Naimi had no good news for those hoping for some relief from sky-high prices. He said it could take "at least 50 years" for the world to comprehensively adopt alternatives to the oil and gas that today account for about 90% of world energy consumption. Naimi castigated Western governments that have pushed biofuels as the major energy alternative, which has ravaged forests and agricultural land. Biofuels, he said, "will produce just 6% of energy consumption by 2010, and has not even reduced greenhouse gases." Instead, the world's most powerful oilman advocated "truly renewable sources of energy, like solar power." Saudi Arabia this year committed $300 million to researching alternative energies, even though they plan within the next year to boost their oil output from 11 million barrels a day to 12.5 million barrels a day.
The major cause of current high oil prices, of course, is record demand, fueled first and foremost by China's booming economy. "China is the major factor in demand," says OPEC research director Hasan Qabazard. He predicts that world oil demand will increase about 30% to 118 million barrels a day by 2030.
Then, there's the question of speculation and exchange rates: Investors have poured billions into oil futures, in part because oil is priced in dollars, meaning that its price soars as the dollar sinks. "There's only so much OPEC can do, because we have no influence over those factors," says Qabazard.
Oil analysts also complain that the industry has failed, because of negative public perceptions, to attract a new generation of petroleum engineers whose skill and innovation would be essential to future oil supplies.
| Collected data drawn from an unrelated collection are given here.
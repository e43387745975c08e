use unicode_normalization::char::is_combining_mark;
use unicode_normalization::UnicodeNormalization;

/// Canonical comparison form of a name.
///
/// Lowercases, decomposes (NFKD), drops combining marks and keeps only
/// alphanumeric characters. Ligatures common in French place names (`œ`, `æ`)
/// are expanded so they survive the filter.
///
/// Lowercasing happens before decomposition: some uppercase letters lowercase
/// into a base letter plus a combining mark, which must then be stripped for
/// the function to stay idempotent.
pub fn normalize(text: &str) -> String {
    let lowered = text.to_lowercase();
    let mut out = String::with_capacity(lowered.len());
    for ch in lowered.nfkd() {
        if is_combining_mark(ch) {
            continue;
        }
        match ch {
            'œ' => out.push_str("oe"),
            'æ' => out.push_str("ae"),
            c if c.is_alphanumeric() => out.push(c),
            _ => {}
        }
    }
    out
}
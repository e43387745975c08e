//! Territoires Server - HTTP API resolving French territorial names to
//! official codes, with admission control and bulk batches.

use server::ServerConfig;

#[tokio::main]
async fn main() -> anyhow::Result<()> {
    let config = ServerConfig::load()?;
    server::start_server(config).await?;
    Ok(())
}
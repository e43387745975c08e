use std::net::SocketAddr;
use std::path::PathBuf;
use std::time::Duration;

use batch::BatchConfig;
use matcher::MatchConfig;
use serde::{Deserialize, Serialize};

use crate::admission::AdmissionConfig;

/// Server configuration
#[derive(Debug, Clone, Deserialize, Serialize)]
pub struct ServerConfig {
    /// Server bind address
    #[serde(default = "default_bind_addr")]
    pub bind_addr: String,

    /// Server port
    #[serde(default = "default_port")]
    pub port: u16,

    /// Request timeout in seconds
    #[serde(default = "default_timeout_secs")]
    pub timeout_secs: u64,

    /// Maximum request body size in MB
    #[serde(default = "default_max_body_size_mb")]
    pub max_body_size_mb: usize,

    /// Enable CORS
    #[serde(default = "default_true")]
    pub enable_cors: bool,

    /// Log level
    #[serde(default = "default_log_level")]
    pub log_level: String,

    /// Metrics endpoint enabled
    #[serde(default = "default_true")]
    pub metrics_enabled: bool,

    /// JSON reference snapshot loaded at startup. Without it the server
    /// starts with an empty store and reports not ready.
    #[serde(default)]
    pub reference_data_path: Option<PathBuf>,

    #[serde(default)]
    pub admission: AdmissionConfig,

    #[serde(default)]
    pub batch: BatchConfig,

    #[serde(default)]
    pub matching: MatchConfig,
}

impl Default for ServerConfig {
    fn default() -> Self {
        Self {
            bind_addr: default_bind_addr(),
            port: default_port(),
            timeout_secs: default_timeout_secs(),
            max_body_size_mb: default_max_body_size_mb(),
            enable_cors: default_true(),
            log_level: default_log_level(),
            metrics_enabled: default_true(),
            reference_data_path: None,
            admission: AdmissionConfig::default(),
            batch: BatchConfig::default(),
            matching: MatchConfig::default(),
        }
    }
}

impl ServerConfig {
    /// Load configuration from `.env`, an optional `server.{toml,yaml,json}`
    /// file and `TERRITOIRES_SERVER__*` environment variables, in that order
    /// of increasing precedence.
    pub fn load() -> anyhow::Result<Self> {
        // A missing .env file is normal outside development.
        let _ = dotenvy::dotenv();

        let builder = config::Config::builder()
            .add_source(config::File::with_name("server").required(false))
            .add_source(
                config::Environment::with_prefix("TERRITOIRES_SERVER")
                    .prefix_separator("__")
                    .separator("__"),
            );

        let config: ServerConfig = builder.build()?.try_deserialize()?;
        config.validate()?;

        if config.admission.api_keys.is_empty() {
            tracing::warn!("No API keys configured, only anonymous quotas apply");
        }

        Ok(config)
    }

    pub fn validate(&self) -> anyhow::Result<()> {
        self.batch.validate()?;
        self.matching.validate()?;
        self.admission.validate()?;
        Ok(())
    }

    /// Get the socket address to bind to
    pub fn socket_addr(&self) -> anyhow::Result<SocketAddr> {
        let addr_str = format!("{}:{}", self.bind_addr, self.port);
        Ok(addr_str.parse()?)
    }

    /// Get request timeout as Duration
    pub fn timeout(&self) -> Duration {
        Duration::from_secs(self.timeout_secs)
    }

    /// Get max body size in bytes
    pub fn max_body_size(&self) -> usize {
        self.max_body_size_mb * 1024 * 1024
    }
}

fn default_bind_addr() -> String {
    "0.0.0.0".to_string()
}

fn default_port() -> u16 {
    8080
}

fn default_timeout_secs() -> u64 {
    30
}

fn default_max_body_size_mb() -> usize {
    2
}

fn default_true() -> bool {
    true
}

fn default_log_level() -> String {
    "info".to_string()
}
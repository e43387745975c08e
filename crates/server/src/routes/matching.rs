use crate::error::{ServerError, ServerResult};
use crate::state::ServerState;
use axum::extract::State;
use axum::response::IntoResponse;
use axum::Json;
use matcher::{MatchRequest, QUERY_REQUIRED};
use std::sync::Arc;

/// Resolve one free-text name.
///
/// # Example
/// ```json
/// // Request
/// { "query": "Côtes d'Armor", "hints": { "region": "53" } }
///
/// // Response
/// {
///   "status": "matched",
///   "code": "22",
///   "nom": "Côtes-d'Armor",
///   "type": "departement",
///   "confidence": 0.95,
///   "source": "database"
/// }
/// ```
///
/// Ambiguous names answer `{"status": "suggestions", "alternatives": [...]}`
/// and unknown ones `{"status": "failed", "message": "..."}`, both with 200.
/// Only an empty query is rejected with 400.
pub async fn match_entity(
    State(state): State<Arc<ServerState>>,
    Json(request): Json<MatchRequest>,
) -> ServerResult<impl IntoResponse> {
    if request.query.trim().is_empty() {
        return Err(ServerError::BadRequest(QUERY_REQUIRED.to_string()));
    }
    let result = state.matcher.resolve(&request).await;
    tracing::debug!(query = %request.query, outcome = result.outcome().as_str(), "match resolved");
    Ok(Json(result))
}
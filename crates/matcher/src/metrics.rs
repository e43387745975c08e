// Metrics hooks for the `matcher` crate.
//
// Attach a `MatchMetrics` implementation with `Matcher::with_metrics` and the
// matcher reports latency and outcome for each call to `Matcher::resolve`,
// keeping instrumentation decoupled from any specific metrics backend.
use std::time::Duration;

use crate::types::{MatchOutcome, MatchSource};

/// Metrics observer for resolutions.
pub trait MatchMetrics: Send + Sync {
    /// `source` is set for matched outcomes only.
    fn record_match(&self, outcome: MatchOutcome, source: Option<MatchSource>, latency: Duration);
}
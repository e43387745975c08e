use std::collections::HashMap;
use std::sync::Arc;
use std::time::Duration;

use canonical::normalize;
use chrono::{DateTime, Utc};
use futures::future::join_all;
use matcher::{MatchRequest, MatchResult, Resolve};
use tokio::sync::{mpsc, Semaphore};
use tokio::task::JoinHandle;
use tracing::{debug, error, info, warn};
use uuid::Uuid;

use crate::config::BatchConfig;
use crate::notify::{check_webhook_url, CompletionNotifier};
use crate::store::BatchStore;
use crate::types::{
    BatchCounters, BatchMatchItem, BatchMatchRequest, BatchResultSet, BatchResults, BatchStatus,
    BatchStatusReport, BatchSubmission, SubmitReceipt,
};
use crate::BatchError;

#[cfg(test)]
mod tests;

/// Accepts submissions and answers status and results queries.
///
/// Cheap to clone; clones share the queue and the store.
#[derive(Clone)]
pub struct BatchCoordinator {
    worker: Arc<Worker>,
    queue: mpsc::Sender<Uuid>,
}

/// Claims accepted batches from the queue and runs them.
pub struct Dispatcher {
    worker: Arc<Worker>,
    queue: mpsc::Receiver<Uuid>,
    permits: Arc<Semaphore>,
}

struct Worker {
    store: Arc<dyn BatchStore>,
    resolver: Arc<dyn Resolve>,
    notifier: Option<Arc<dyn CompletionNotifier>>,
    cfg: BatchConfig,
}

/// Items sharing a normalized query and hints; resolved once.
struct Group {
    request: MatchRequest,
    indices: Vec<usize>,
}

/// Key under which duplicate lookups collapse.
///
/// Queries with no alphanumeric content are keyed by their trimmed text: an
/// empty query and a punctuation-only one resolve to different failures.
fn dedup_key(request: &MatchRequest) -> String {
    let hints = serde_json::to_string(&request.hints).unwrap_or_default();
    let normalized = normalize(&request.query);
    if normalized.is_empty() {
        format!("\u{1e}{}\u{1f}{}", request.query.trim(), hints)
    } else {
        format!("{normalized}\u{1f}{hints}")
    }
}

/// Group items by [`dedup_key`], in order of first appearance.
fn group_items(items: &[BatchMatchItem]) -> Vec<Group> {
    let mut groups: Vec<Group> = Vec::new();
    let mut by_key: HashMap<String, usize> = HashMap::new();
    for item in items {
        let request = item.request();
        let key = dedup_key(&request);
        match by_key.get(&key) {
            Some(&slot) => groups[slot].indices.push(item.input_index),
            None => {
                by_key.insert(key, groups.len());
                groups.push(Group {
                    request,
                    indices: vec![item.input_index],
                });
            }
        }
    }
    groups
}

impl BatchCoordinator {
    /// Build a coordinator and the dispatcher that drains its queue.
    ///
    /// Nothing runs until the dispatcher is driven, usually with
    /// [`Dispatcher::spawn`].
    pub fn new(
        store: Arc<dyn BatchStore>,
        resolver: Arc<dyn Resolve>,
        cfg: BatchConfig,
        notifier: Option<Arc<dyn CompletionNotifier>>,
    ) -> Result<(Self, Dispatcher), BatchError> {
        cfg.validate()?;
        let (tx, rx) = mpsc::channel(cfg.queue_capacity);
        let permits = Arc::new(Semaphore::new(cfg.max_concurrent_batches));
        let worker = Arc::new(Worker {
            store,
            resolver,
            notifier,
            cfg,
        });
        let coordinator = Self {
            worker: worker.clone(),
            queue: tx,
        };
        let dispatcher = Dispatcher {
            worker,
            queue: rx,
            permits,
        };
        Ok((coordinator, dispatcher))
    }

    pub fn config(&self) -> &BatchConfig {
        &self.worker.cfg
    }

    /// Validate, persist as pending, and queue a batch.
    ///
    /// Rejections happen before anything is stored or queued.
    pub async fn submit(&self, submission: BatchSubmission) -> Result<SubmitReceipt, BatchError> {
        let cfg = &self.worker.cfg;
        let total = submission.items.len();
        if total == 0 {
            return Err(BatchError::Empty);
        }
        if total > cfg.max_items {
            return Err(BatchError::TooManyItems {
                max: cfg.max_items,
                got: total,
            });
        }
        if let Some(url) = &submission.webhook_url {
            check_webhook_url(url)?;
        }

        let now = Utc::now();
        let expires_at = cfg.expiry_from(now)?;

        let slot = self.queue.try_reserve().map_err(|err| match err {
            mpsc::error::TrySendError::Full(()) => BatchError::QueueFull,
            mpsc::error::TrySendError::Closed(()) => BatchError::QueueClosed,
        })?;

        let id = Uuid::new_v4();
        let request = BatchMatchRequest {
            id,
            client_id: submission.client_id,
            webhook_url: submission.webhook_url,
            status: BatchStatus::Pending,
            counters: BatchCounters::new(total),
            created_at: now,
            started_at: None,
            completed_at: None,
            expires_at,
        };
        let items = submission
            .items
            .into_iter()
            .enumerate()
            .map(|(index, item)| BatchMatchItem::pending(index, item))
            .collect();

        self.worker.store.insert(request, items).await?;
        slot.send(id);
        info!(batch_id = %id, total_items = total, "batch accepted");

        Ok(SubmitReceipt {
            request_id: id,
            status: BatchStatus::Pending,
            total_items: total,
            estimated_duration: cfg.estimate_secs(total),
        })
    }

    pub async fn status(&self, id: Uuid) -> Result<BatchStatusReport, BatchError> {
        let request = self
            .worker
            .store
            .get(id)
            .await?
            .ok_or(BatchError::NotFound(id))?;
        Ok(request.report())
    }

    /// Full results once the batch is terminal, otherwise a retry hint.
    ///
    /// A failed batch is terminal too: its results hold whatever items were
    /// resolved before the failure.
    pub async fn results(&self, id: Uuid) -> Result<BatchResults, BatchError> {
        let request = self
            .worker
            .store
            .get(id)
            .await?
            .ok_or(BatchError::NotFound(id))?;
        if !request.status.is_terminal() {
            return Ok(BatchResults::NotReady {
                status: request.status,
                progress: request.counters.progress(),
                retry_after_secs: self.worker.cfg.estimate_secs(request.counters.remaining()),
            });
        }
        let mut items = self.worker.store.items(id).await?;
        items.sort_by_key(|item| item.input_index);
        Ok(BatchResults::Ready(BatchResultSet {
            request_id: id,
            status: request.status,
            summary: request.counters,
            items,
        }))
    }

    pub async fn list_by_client(&self, client_id: &str) -> Result<Vec<BatchStatusReport>, BatchError> {
        let requests = self.worker.store.list_by_client(client_id).await?;
        Ok(requests.iter().map(BatchMatchRequest::report).collect())
    }

    /// Delete batches whose expiry is at or before `now`.
    pub async fn reap_expired(&self, now: DateTime<Utc>) -> Result<usize, BatchError> {
        let reaped = self.worker.store.delete_expired(now).await?;
        if reaped > 0 {
            info!(reaped, "expired batches removed");
        }
        Ok(reaped)
    }

    /// Run [`Self::reap_expired`] every `reap_interval_secs`.
    pub fn spawn_reaper(&self) -> JoinHandle<()> {
        let coordinator = self.clone();
        let period = Duration::from_secs(self.worker.cfg.reap_interval_secs.max(1));
        tokio::spawn(async move {
            let mut ticker = tokio::time::interval(period);
            loop {
                ticker.tick().await;
                if let Err(err) = coordinator.reap_expired(Utc::now()).await {
                    warn!(error = %err, "batch reaper failed");
                }
            }
        })
    }
}

impl Dispatcher {
    /// Drain the queue until every coordinator handle is dropped, running at
    /// most `max_concurrent_batches` batches at a time.
    pub async fn run(mut self) {
        while let Some(id) = self.queue.recv().await {
            let permit = match self.permits.clone().acquire_owned().await {
                Ok(permit) => permit,
                Err(_) => break,
            };
            let worker = self.worker.clone();
            tokio::spawn(async move {
                let _permit = permit;
                worker.run_guarded(id).await;
            });
        }
        debug!("batch queue closed, dispatcher exiting");
    }

    pub fn spawn(self) -> JoinHandle<()> {
        tokio::spawn(self.run())
    }

    /// Claim the next queued batch and run it to completion on the current
    /// task. Returns `None` once the queue is closed and empty.
    pub async fn run_next(&mut self) -> Option<Uuid> {
        let id = self.queue.recv().await?;
        self.worker.clone().run_guarded(id).await;
        Some(id)
    }
}

impl Worker {
    /// Run a batch on its own task so that a panic while coordinating marks
    /// the batch failed instead of leaving it processing.
    async fn run_guarded(self: Arc<Self>, id: Uuid) {
        let worker = self.clone();
        let outcome = tokio::spawn(async move { worker.process(id).await }).await;
        let status = match outcome {
            Ok(Ok(())) => BatchStatus::Completed,
            Ok(Err(err)) => {
                error!(batch_id = %id, error = %err, "batch processing failed");
                BatchStatus::Failed
            }
            Err(join) => {
                error!(batch_id = %id, error = %join, "batch task aborted");
                BatchStatus::Failed
            }
        };
        self.finish(id, status).await;
    }

    async fn process(&self, id: Uuid) -> Result<(), BatchError> {
        self.store.mark_processing(id, Utc::now()).await?;
        let items = self.store.items(id).await?;
        let groups = group_items(&items);
        info!(
            batch_id = %id,
            items = items.len(),
            unique = groups.len(),
            "batch processing started"
        );

        for chunk in groups.chunks(self.cfg.concurrency) {
            let results: Vec<MatchResult> =
                join_all(chunk.iter().map(|group| self.resolver.resolve(&group.request))).await;

            let updates: Vec<(usize, MatchResult)> = chunk
                .iter()
                .zip(results)
                .flat_map(|(group, result)| {
                    group
                        .indices
                        .iter()
                        .map(move |&index| (index, result.clone()))
                })
                .collect();

            let counters = self.store.record_results(id, updates).await?;
            debug!(
                batch_id = %id,
                processed = counters.processed,
                total = counters.total,
                "chunk recorded"
            );
        }
        Ok(())
    }

    async fn finish(&self, id: Uuid, status: BatchStatus) {
        let request = match self.store.finish(id, status, Utc::now()).await {
            Ok(request) => request,
            Err(err) => {
                warn!(batch_id = %id, error = %err, "could not finalize batch");
                return;
            }
        };
        info!(
            batch_id = %id,
            status = status.as_str(),
            matched = request.counters.matched,
            suggestions = request.counters.suggestions,
            failed = request.counters.failed,
            "batch finished"
        );

        if let (Some(url), Some(notifier)) = (&request.webhook_url, &self.notifier) {
            if let Err(err) = notifier.notify(url, &request.report()).await {
                warn!(batch_id = %id, error = %err, "webhook delivery failed");
            }
        }
    }
}
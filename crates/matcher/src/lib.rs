//! # Territoires Matcher (`matcher`)
//!
//! ## Purpose
//!
//! Turns a free-text name ("Lyon", "Côtes d'Armor", "SDE 35", "84") into the
//! official code of a French territorial entity, with a confidence score, or
//! into a short list of ranked alternatives when the text is ambiguous.
//!
//! Resolution is tiered; cheap and certain sources run first and always
//! outrank probabilistic ones:
//!
//! 1. [`CodeValidator`]: the query is itself an official code.
//! 2. [`AliasResolver`]: curated alias table, then direct name equality.
//! 3. [`FuzzySearch`]: name-contains search across categories, scored.
//!
//! [`Matcher`] sequences the tiers and always produces exactly one
//! [`MatchResult`]; reference-store failures are reported as
//! [`MatchResult::Failed`] and never escape.
//!
//! ## Example
//!
//! ```
//! use std::sync::Arc;
//! use matcher::{MatchRequest, MatchResult, Matcher};
//! use reference::{Category, Entity, InMemoryReferenceStore};
//!
//! let store = InMemoryReferenceStore::new();
//! store.extend(
//!     vec![Entity {
//!         code: "69123".into(),
//!         nom: "Lyon".into(),
//!         category: Category::Commune,
//!         departement_code: Some("69".into()),
//!         region_code: Some("84".into()),
//!         nature: None,
//!     }],
//!     vec![],
//! );
//! let matcher = Matcher::new(Arc::new(store));
//!
//! let rt = tokio::runtime::Runtime::new().unwrap();
//! match rt.block_on(matcher.resolve(&MatchRequest::new("lyon"))) {
//!     MatchResult::Matched(hit) => assert_eq!(hit.code, "69123"),
//!     other => panic!("unexpected {other:?}"),
//! }
//! ```
//!
//! ## Observability
//!
//! Attach a [`MatchMetrics`] implementation with [`Matcher::with_metrics`] to
//! record per-request latency and outcome.

mod alias;
mod code;
pub mod engine;
mod fuzzy;
pub mod metrics;
pub mod types;

pub use crate::alias::{AliasHit, AliasResolver, AliasVia};
pub use crate::code::CodeValidator;
pub use crate::engine::{Matcher, Resolve};
pub use crate::fuzzy::{score_candidate, FuzzySearch};
pub use crate::metrics::MatchMetrics;
pub use crate::types::{
    Candidate, MatchConfig, MatchError, MatchHints, MatchOutcome, MatchRequest, MatchResult,
    MatchSource, MatchedEntity,
};

/// Message of the failed outcome for an empty query.
pub const QUERY_REQUIRED: &str = "Query is required";
/// Message of the failed outcome when the reference store cannot be searched.
pub const SEARCH_UNAVAILABLE: &str = "Search service temporarily unavailable";
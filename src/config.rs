//! YAML configuration file support.
//!
//! One file describes where the reference data lives and how matching and
//! batching behave, so library users and offline tools share the settings
//! the server reads from its own sources.
//!
//! ## Example YAML Configuration
//!
//! ```yaml
//! version: "1.0"
//! name: "nightly reconciliation"
//!
//! reference_data_path: "data/reference.json"
//!
//! matching:
//!   limit: 5
//!   auto_accept_confidence: 0.9
//!
//! batch:
//!   max_items: 1000
//!   concurrency: 10
//!   ttl_secs: 86400
//! ```

use std::fs;
use std::path::{Path, PathBuf};

use batch::{BatchConfig, BatchError};
use matcher::{MatchConfig, MatchError};
use serde::{Deserialize, Serialize};
use thiserror::Error;

/// Errors that can occur when loading YAML configuration files
#[derive(Debug, Error)]
pub enum ConfigLoadError {
    #[error("failed to read config file: {0}")]
    FileRead(#[from] std::io::Error),

    #[error("failed to parse YAML: {0}")]
    YamlParse(#[from] serde_yaml::Error),

    #[error("validation error: {0}")]
    Validation(String),

    #[error("unsupported config version: {0}")]
    UnsupportedVersion(String),
}

impl From<MatchError> for ConfigLoadError {
    fn from(err: MatchError) -> Self {
        ConfigLoadError::Validation(err.to_string())
    }
}

impl From<BatchError> for ConfigLoadError {
    fn from(err: BatchError) -> Self {
        ConfigLoadError::Validation(err.to_string())
    }
}

/// Top-level YAML configuration
#[derive(Debug, Clone, Serialize, Deserialize)]
#[serde(rename_all = "snake_case")]
pub struct TerritoiresConfig {
    /// Configuration format version
    pub version: String,

    /// Optional configuration name/description
    #[serde(default)]
    pub name: Option<String>,

    /// JSON reference snapshot. Relative paths resolve against the working
    /// directory.
    #[serde(default)]
    pub reference_data_path: Option<PathBuf>,

    #[serde(default)]
    pub matching: MatchConfig,

    #[serde(default)]
    pub batch: BatchConfig,
}

impl TerritoiresConfig {
    /// Load a YAML configuration file from the given path
    pub fn from_file<P: AsRef<Path>>(path: P) -> Result<Self, ConfigLoadError> {
        let content = fs::read_to_string(path)?;
        Self::from_yaml(&content)
    }

    /// Parse YAML configuration from a string
    pub fn from_yaml(yaml: &str) -> Result<Self, ConfigLoadError> {
        let config: TerritoiresConfig = serde_yaml::from_str(yaml)?;
        config.validate()?;
        Ok(config)
    }

    fn validate(&self) -> Result<(), ConfigLoadError> {
        match self.version.as_str() {
            "1.0" | "1" => Ok(()),
            v => Err(ConfigLoadError::UnsupportedVersion(v.to_string())),
        }?;

        self.matching.validate()?;
        self.batch.validate()?;
        Ok(())
    }
}

impl Default for TerritoiresConfig {
    fn default() -> Self {
        Self {
            version: "1.0".to_string(),
            name: None,
            reference_data_path: None,
            matching: MatchConfig::default(),
            batch: BatchConfig::default(),
        }
    }
}

#[cfg(test)]
mod tests {
    use super::*;
    use std::io::Write;
    use tempfile::NamedTempFile;

    #[test]
    fn test_load_valid_yaml() {
        let yaml = r#"
version: "1.0"
name: "test config"
reference_data_path: "data/reference.json"
matching:
  limit: 3
"#;

        let config = TerritoiresConfig::from_yaml(yaml).unwrap();
        assert_eq!(config.version, "1.0");
        assert_eq!(config.name, Some("test config".to_string()));
        assert_eq!(config.matching.limit, 3);
        assert_eq!(config.matching.auto_accept_confidence, 0.9);
        assert_eq!(config.batch.max_items, 1000);
        assert_eq!(
            config.reference_data_path.as_deref(),
            Some(Path::new("data/reference.json"))
        );
    }

    #[test]
    fn test_load_from_file() {
        let yaml = r#"
version: "1"
batch:
  concurrency: 4
"#;

        let mut temp_file = NamedTempFile::new().unwrap();
        temp_file.write_all(yaml.as_bytes()).unwrap();

        let config = TerritoiresConfig::from_file(temp_file.path()).unwrap();
        assert_eq!(config.batch.concurrency, 4);
    }

    #[test]
    fn test_default_config() {
        let config = TerritoiresConfig::default();
        assert_eq!(config.version, "1.0");
        assert!(config.name.is_none());
        assert!(config.reference_data_path.is_none());
    }

    #[test]
    fn test_unsupported_version() {
        let result = TerritoiresConfig::from_yaml("version: \"2.0\"\n");
        assert!(matches!(result, Err(ConfigLoadError::UnsupportedVersion(v)) if v == "2.0"));
    }

    #[test]
    fn test_matching_validation() {
        let yaml = r#"
version: "1.0"
matching:
  limit: 0
"#;

        let result = TerritoiresConfig::from_yaml(yaml);
        assert!(result.unwrap_err().to_string().contains("limit must be >= 1"));
    }

    #[test]
    fn test_batch_validation() {
        let yaml = r#"
version: "1.0"
batch:
  concurrency: 0
"#;

        let result = TerritoiresConfig::from_yaml(yaml);
        assert!(result.unwrap_err().to_string().contains("concurrency"));
    }
}
//! # Territoires reference store
//!
//! The resolver never owns territorial data. It reads it through the
//! [`ReferenceStore`] trait, which mirrors what the upstream reference
//! database offers:
//!
//! - lookup by official code, per [`Category`]
//! - case-insensitive name equality
//! - name-contains search with departement/region filters
//! - alias lookup, exact and normalized
//!
//! [`InMemoryReferenceStore`] implements the trait over a
//! [`ReferenceSnapshot`], typically loaded from a JSON export at startup.
//! Reads take a shared lock and never await while holding it.
//!
//! ```
//! use reference::{Category, InMemoryReferenceStore, ReferenceSnapshot, ReferenceStore};
//!
//! let snapshot: ReferenceSnapshot = serde_json::from_str(r#"{
//!     "regions": [{ "code": "84", "nom": "Auvergne-Rhône-Alpes" }],
//!     "communes": [{ "code": "69123", "nom": "Lyon", "departement_code": "69", "region_code": "84" }]
//! }"#).unwrap();
//! let store = InMemoryReferenceStore::from_snapshot(snapshot);
//!
//! let rt = tokio::runtime::Runtime::new().unwrap();
//! let lyon = rt.block_on(store.find_by_code(Category::Commune, "69123")).unwrap();
//! assert_eq!(lyon.unwrap().nom, "Lyon");
//! ```

mod memory;
mod snapshot;
mod store;
mod types;

pub use crate::memory::InMemoryReferenceStore;
pub use crate::snapshot::{AliasRecord, EntityRecord, ReferenceSnapshot};
pub use crate::store::ReferenceStore;
pub use crate::types::{Alias, Category, Entity, SearchFilter};

use thiserror::Error;

/// Errors raised by a reference store.
///
/// The matcher converts all of these into failed outcomes; they never reach
/// an API caller verbatim.
#[derive(Error, Debug, Clone)]
pub enum ReferenceError {
    #[error("reference store unavailable: {0}")]
    Unavailable(String),
    #[error("invalid reference snapshot: {0}")]
    Snapshot(String),
    #[error("io error: {0}")]
    Io(String),
}

impl ReferenceError {
    pub fn unavailable<E: std::fmt::Display>(err: E) -> Self {
        Self::Unavailable(err.to_string())
    }
}

impl From<std::io::Error> for ReferenceError {
    fn from(e: std::io::Error) -> Self {
        ReferenceError::Io(e.to_string())
    }
}

impl From<serde_json::Error> for ReferenceError {
    fn from(e: serde_json::Error) -> Self {
        ReferenceError::Snapshot(e.to_string())
    }
}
Analysts don't absolve OPEC of blame for keeping prices sky-high. They have voted three times since last fall against raising production, despite direct appeals for relief to Naimi from President George W. Bush and Vice President Dick Cheney. That's partly because they fear they could some day run dry of oil, leaving future generations without the key source of Arab wealth. "It's understandable," says Fatih Birol, chief economist of the International Energy Agency, a Paris-based watchdog organization for big oil-consuming countries. "Oil-producing countries have policies not to run down their reserves." And that, of course, will keep oil companies very profitable for decades to come.